--- ENTRIES SHOWN Enclosed Below ---

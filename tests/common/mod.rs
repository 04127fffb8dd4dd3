//! Shared test utilities for integration tests.
//!
//! Note: `#![allow(dead_code)]` is required because each integration test file
//! compiles as a separate crate and may only use a subset of these helpers.

#![allow(dead_code)]

use std::fs;
use std::path::{Path, PathBuf};

use gar::{ArchiveResult, Archiver};
use tempfile::TempDir;

/// Size of the fake binary used by most tests.
pub const BINARY_SIZE: usize = 1000;

/// Deterministic stand-in for an executable: an ELF-looking header followed
/// by a byte pattern.
pub fn fake_binary_bytes(len: usize) -> Vec<u8> {
    let mut data: Vec<u8> = (0..len).map(|i| (i * 7 % 256) as u8).collect();
    let magic = b"\x7FELF";
    let n = magic.len().min(len);
    data[..n].copy_from_slice(&magic[..n]);
    data
}

/// Writes a fake binary of `len` bytes into `dir` and returns its path.
pub fn write_binary(dir: &Path, len: usize) -> PathBuf {
    let path = dir.join("app");
    fs::write(&path, fake_binary_bytes(len)).expect("Failed to write binary");
    path
}

/// Creates a temp dir holding a fake binary of [`BINARY_SIZE`] bytes.
pub fn binary_in_tempdir() -> (TempDir, PathBuf) {
    let dir = TempDir::new().expect("Failed to create temp dir");
    let path = write_binary(dir.path(), BINARY_SIZE);
    (dir, path)
}

/// Writes `data` to `dir/name`, creating parent directories.
pub fn write_source(dir: &Path, name: &str, data: &[u8]) -> PathBuf {
    let path = dir.join(name);
    if let Some(parent) = path.parent() {
        fs::create_dir_all(parent).expect("Failed to create source dir");
    }
    fs::write(&path, data).expect("Failed to write source file");
    path
}

/// Embeds in-memory entries into the binary at `path`.
pub fn archive_entries(path: &Path, entries: &[(&str, &[u8])]) -> ArchiveResult {
    let mut archiver = Archiver::open(path).expect("Failed to open archiver");
    for (name, data) in entries {
        archiver.add_bytes(name, data).expect("Failed to add entry");
    }
    archiver.close().expect("Failed to close archiver")
}

/// The two entries of the reference scenario.
pub const SCENARIO: &[(&str, &[u8])] = &[("cfg/a.txt", b"hello"), ("data/b.bin", b"\x01\x02\x03")];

--- End of Enclosed ENTRIES SHOWN ---

#### [DESCRIPTION OF THE TASK]
Beginning at the line with "pub fn write_source(dir: &Path, name: &str, data: &[u8])" and stopping after the line with "pub fn archive_entries(path: &Path, entries: &[(&str, &[u8])])", please write out every line of the data above exactly and nothing else.

#### [RESPONSE BOX]
pub fn write_source(dir: &Path, name: &str, data: &[u8]) -> PathBuf {
    let path = dir.join(name);
    if let Some(parent) = path.parent() {
        fs::create_dir_all(parent).expect("Failed to create source dir");
    }
    fs::write(&path, data).expect("Failed to write source file");
    path
}

/// Embeds in-memory entries into the binary at `path`.
pub fn archive_entries(path: &Path, entries: &[(&str, &[u8])]) -> ArchiveResult {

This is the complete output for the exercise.